"Je refuse un constat d'impuissance, l'idée que l'on ne saurait pas faire mieux : unifions par exemple nos services de renseignement"

MoDem - Mouvement Démocrate - 18/07/2016 09:00:00


Réaction de François Bayrou sur Europe 1 après l'attentat commis jeudi soir à Nice qui a fait au moins 84 morts et de nombreux blessés.

Alain Juppé a dit « si tous les moyens avaient été pris, l'attentat de Nice n'aurait pas eu lieu ». Cette phrase est terrible à entendre. Êtes-vous d'accord avec ses propos ?

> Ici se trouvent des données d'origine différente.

impl<'a> Canvas<'a> {
    fn new(
        doc: &'a PdfDocumentReference,
        layer: PdfLayerReference,
        fonts: Fonts,
        header: &'a PageHeader,
        logo: Option<&'a DynamicImage>,
    ) -> Self {
        let canvas = Self {
            doc,
            layer,
            fonts,
            header,
            logo,
            y: PAGE_HEIGHT - MARGIN_TOP,
            summary: PageSummary {
                pages: 1,
                table_header_pages: Vec::new(),
            },
        };
        canvas.draw_page_header();
        canvas
    }

    fn new_page(&mut self) {
        let (page, layer) = self.doc.add_page(Mm(210.0), Mm(297.0), "Layer 1");
        self.layer = self.doc.get_page(page).get_layer(layer);
        self.summary.pages += 1;
        self.y = PAGE_HEIGHT - MARGIN_TOP;
        self.draw_page_header();
    }

    /// Start a new page unless `height` fits above the bottom margin.
    fn ensure(&mut self, height: f32) {
        if self.y - height < MARGIN_BOTTOM {
            self.new_page();
        }
    }

    fn text(&self, text: &str, x: f32, baseline: f32, size: f32, bold: bool, fill: u32) {
        self.layer.set_fill_color(color(fill));
        self.layer
            .use_text(text, size, mm(x), mm(baseline), self.fonts.get(bold));
    }

    #[allow(clippy::too_many_arguments)]
    fn centered(&self, text: &str, left: f32, width: f32, baseline: f32, size: f32, bold: bool, fill: u32) {
        let x = left + (width - text_width(text, size, bold)) / 2.0;
        self.text(text, x.max(left), baseline, size, bold, fill);
    }

    fn labeled(&self, field: &Field, x: f32, baseline: f32, size: f32, fill: u32) {
        let label = format!("{}: ", field.label);
        self.text(&label, x, baseline, size, true, fill);
        let offset = text_width(&label, size, true);
        self.text(&field.value, x + offset, baseline, size, false, fill);
    }

    fn fill_rect(&self, x: f32, y: f32, width: f32, height: f32, fill: u32) {
        self.layer.set_fill_color(color(fill));
        let rect = Rect::new(mm(x), mm(y), mm(x + width), mm(y + height)).with_mode(PaintMode::Fill);
        self.layer.add_rect(rect);
    }

    fn stroke_rect(&self, x: f32, y: f32, width: f32, height: f32, stroke: u32) {
        self.layer.set_outline_color(color(stroke));
        self.layer.set_outline_thickness(1.0);
        self.layer.add_line(Line {
            points: vec![
                (Point::new(mm(x), mm(y)), false),
                (Point::new(mm(x + width), mm(y)), false),
                (Point::new(mm(x + width), mm(y + height)), false),
                (Point::new(mm(x), mm(y + height)), false),
            ],
            is_closed: true,
        });
    }

    fn rule(&self, x1: f32, x2: f32, y: f32, stroke: u32) {
        self.layer.set_outline_color(color(stroke));
        self.layer.set_outline_thickness(0.8);
        self.layer.add_line(Line {
            points: vec![
                (Point::new(mm(x1), mm(y)), false),
                (Point::new(mm(x2), mm(y)), false),
            ],
            is_closed: false,
        });
    }

    #[allow(clippy::cast_precision_loss)]
    fn draw_page_header(&self) {
        if let Some(image) = self.logo {
            let width_pt = image.width().max(1) as f32 / LOGO_DPI * 72.0;
            let height_pt = image.height().max(1) as f32 / LOGO_DPI * 72.0;
            let scale = (LOGO_SIZE / width_pt).min(LOGO_SIZE / height_pt);
            Image::from_dynamic_image(image).add_to_layer(
                self.layer.clone(),
                ImageTransform {
                    translate_x: Some(mm(MARGIN_X)),
                    translate_y: Some(mm(PAGE_HEIGHT - 20.0 - height_pt * scale)),
                    scale_x: Some(scale),
                    scale_y: Some(scale),
                    dpi: Some(LOGO_DPI),
                    ..Default::default()
                },
            );
        }

        let header = self.header;
        self.centered(&header.title, MARGIN_X, CONTENT_WIDTH, PAGE_HEIGHT - 45.0, 16.0, true, BLACK);
        self.centered(&header.address, MARGIN_X, CONTENT_WIDTH, PAGE_HEIGHT - 62.0, 9.0, false, BLACK);
        self.centered(&header.contact, MARGIN_X, CONTENT_WIDTH, PAGE_HEIGHT - 73.0, 9.0, false, BLACK);
    }

    fn draw(&mut self, block: &Block) {
        match block {
            Block::Title(title) => self.draw_title(title),
            Block::Meta(left, right) => self.draw_meta(left, right),
            Block::Heading(text) => self.draw_heading(text),
            Block::Fields(rows) => self.draw_fields(rows),
            Block::ServiceTable { header, rows } => self.draw_table(header, rows),
            Block::Total { label, value } => self.draw_total(label, value),
            Block::Paragraph(text) => self.draw_paragraph(text),
            Block::Signatures(captions) => self.draw_signatures(captions),
            Block::Spacer(gap) => {
                if self.y - gap < MARGIN_BOTTOM {
                    self.new_page();
                } else {
                    self.y -= gap;
                }
            }
        }
    }

    fn draw_title(&mut self, title: &str) {
        let size = 18.0;
        self.ensure(line_height(size) + 10.0);
        self.centered(title, MARGIN_X, CONTENT_WIDTH, self.y - size, size, true, NAVY);
        self.y -= line_height(size) + 10.0;
    }

    fn draw_meta(&mut self, left: &Field, right: &Field) {
        let size = 9.0;
        self.ensure(line_height(size) + 4.0);
        let baseline = self.y - size;
        self.labeled(left, MARGIN_X, baseline, size, LABEL);
        self.labeled(right, MARGIN_X + CONTENT_WIDTH / 2.0, baseline, size, LABEL);
        self.y -= line_height(size) + 4.0;
    }

    fn draw_heading(&mut self, text: &str) {
        let size = 12.0;
        // Keep the heading with at least a couple of lines of what follows.
        self.ensure(10.0 + line_height(size) + 5.0 + 30.0);
        self.y -= 10.0;
        self.text(text, MARGIN_X, self.y - size, size, true, HEADING);
        self.y -= line_height(size) + 5.0;
    }

    fn draw_fields(&mut self, rows: &[[Field; 2]]) {
        let size = 10.0;
        let column = CONTENT_WIDTH / 2.0;

        for row in rows {
            let wrapped: Vec<(f32, Vec<String>)> = row
                .iter()
                .map(|field| {
                    let offset = text_width(&format!("{}: ", field.label), size, true);
                    let lines = wrap(&field.value, size, false, (column - offset - 6.0).max(size));
                    (offset, lines)
                })
                .collect();
            let count = wrapped.iter().map(|(_, lines)| lines.len()).max().unwrap_or(1);
            #[allow(clippy::cast_precision_loss)]
            let height = count as f32 * line_height(size) + 4.0;
            self.ensure(height);

            for (i, (field, (offset, lines))) in row.iter().zip(&wrapped).enumerate() {
                #[allow(clippy::cast_precision_loss)]
                let x = MARGIN_X + column * i as f32;
                let mut baseline = self.y - size;
                self.text(&format!("{}: ", field.label), x, baseline, size, true, BLACK);
                for line in lines {
                    self.text(line, x + offset, baseline, size, false, BLACK);
                    baseline -= line_height(size);
                }
            }
            self.y -= height;
        }
    }

    fn table_left() -> f32 {
        MARGIN_X + (CONTENT_WIDTH - TABLE_COLUMNS.iter().sum::<f32>()) / 2.0
    }

    fn draw_table_header(&mut self, header: &[&str; 4]) {
        let size = 9.0;
        let height = line_height(size) + 2.0 * CELL_PADDING;
        let bottom = self.y - height;
        let mut x = Self::table_left();
        let width: f32 = TABLE_COLUMNS.iter().sum();
        self.summary.table_header_pages.push(self.summary.pages);

        self.fill_rect(x, bottom, width, height, NAVY);
        for (caption, column) in header.iter().zip(TABLE_COLUMNS) {
            self.stroke_rect(x, bottom, column, height, GRID);
            self.centered(caption, x, column, self.y - CELL_PADDING - size, size, true, WHITESMOKE);
            x += column;
        }
        self.y = bottom;
    }

    fn draw_table(&mut self, header: &[&str; 4], rows: &[ServiceRow]) {
        let size = 9.0;
        let header_height = line_height(size) + 2.0 * CELL_PADDING;
        self.ensure(header_height * 2.0);
        self.draw_table_header(header);

        for row in rows {
            let cells = [&row.item, &row.description, &row.responsible, &row.value];
            let wrapped: Vec<Vec<String>> = cells
                .iter()
                .zip(TABLE_COLUMNS)
                .map(|(cell, column)| wrap(cell, size, false, column - 2.0 * CELL_PADDING))
                .collect();
            let count = wrapped.iter().map(Vec::len).max().unwrap_or(1);
            #[allow(clippy::cast_precision_loss)]
            let height = count as f32 * line_height(size) + 2.0 * CELL_PADDING;

            if self.y - height < MARGIN_BOTTOM {
                self.new_page();
                self.draw_table_header(header);
            }

            let bottom = self.y - height;
            let mut x = Self::table_left();
            for (lines, column) in wrapped.iter().zip(TABLE_COLUMNS) {
                self.stroke_rect(x, bottom, column, height, GRID);
                let mut baseline = self.y - CELL_PADDING - size;
                for line in lines {
                    self.centered(line, x, column, baseline, size, false, BLACK);
                    baseline -= line_height(size);
                }
                x += column;
            }
            self.y = bottom;
        }
    }

    fn draw_total(&mut self, label: &str, value: &str) {
        let size = 11.0;
        let height = line_height(size) + 2.0 * CELL_PADDING;
        self.ensure(height);

        let right = Self::table_left() + TABLE_COLUMNS.iter().sum::<f32>();
        let value_x = right - TOTAL_VALUE_WIDTH;
        let label_x = value_x - TOTAL_LABEL_WIDTH;
        let bottom = self.y - height;
        let baseline = self.y - CELL_PADDING - size;

        self.fill_rect(label_x, bottom, TOTAL_LABEL_WIDTH + TOTAL_VALUE_WIDTH, height, TOTAL_BACKGROUND);
        self.stroke_rect(label_x, bottom, TOTAL_LABEL_WIDTH, height, NAVY);
        self.stroke_rect(value_x, bottom, TOTAL_VALUE_WIDTH, height, NAVY);

        let label_width = text_width(label, size, true);
        self.text(label, value_x - CELL_PADDING - label_width, baseline, size, true, BLACK);
        self.centered(value, value_x, TOTAL_VALUE_WIDTH, baseline, size, true, RED);
        self.y = bottom;
    }

    fn draw_paragraph(&mut self, text: &str) {
        let size = 10.0;
        for line in wrap(text, size, false, CONTENT_WIDTH) {
            self.ensure(line_height(size));
            self.text(&line, MARGIN_X, self.y - size, size, false, BLACK);
            self.y -= line_height(size);
        }
    }

    fn draw_signatures(&mut self, captions: &[&str; 2]) {
        let size = 10.0;
        let space = 30.0;
        self.ensure(space + line_height(size) + 4.0);

        let column = CONTENT_WIDTH / 2.0;
        let line_y = self.y - space;
        for (i, caption) in captions.iter().enumerate() {
            #[allow(clippy::cast_precision_loss)]
            let x = MARGIN_X + column * i as f32;
            self.rule(x + 20.0, x + column - 20.0, line_y, BLACK);
            self.centered(caption, x, column, line_y - 4.0 - size, size, true, BLACK);
        }
        self.y = line_y - 4.0 - line_height(size);
    }
}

Chacun s'exprime comme il le sent. Moi, je ne veux pas faire de polémique à propos de ce qui se passe. Je me suis toujours interdit d'en faire, quels que soient les gouvernements, quelles que soient les circonstances, quelles que soient les positions des uns et des autres. Pourquoi ? Parce que je pense que dans le moment où nous sommes, nous avons le plus grand besoin de solidité nationale. Solidité veut aussi dire évidemment solidarité. Je trouve que bien sûr il y a des décisions à prendre, bien sûr il y a des améliorations à apporter mais vous voyez bien qu'à partir du moment où on transforme en polémique la situation telle qu'elle est créée, évidemment on affaiblit la réponse possible. Chacun, encore une fois, s'exprime comme il le sent.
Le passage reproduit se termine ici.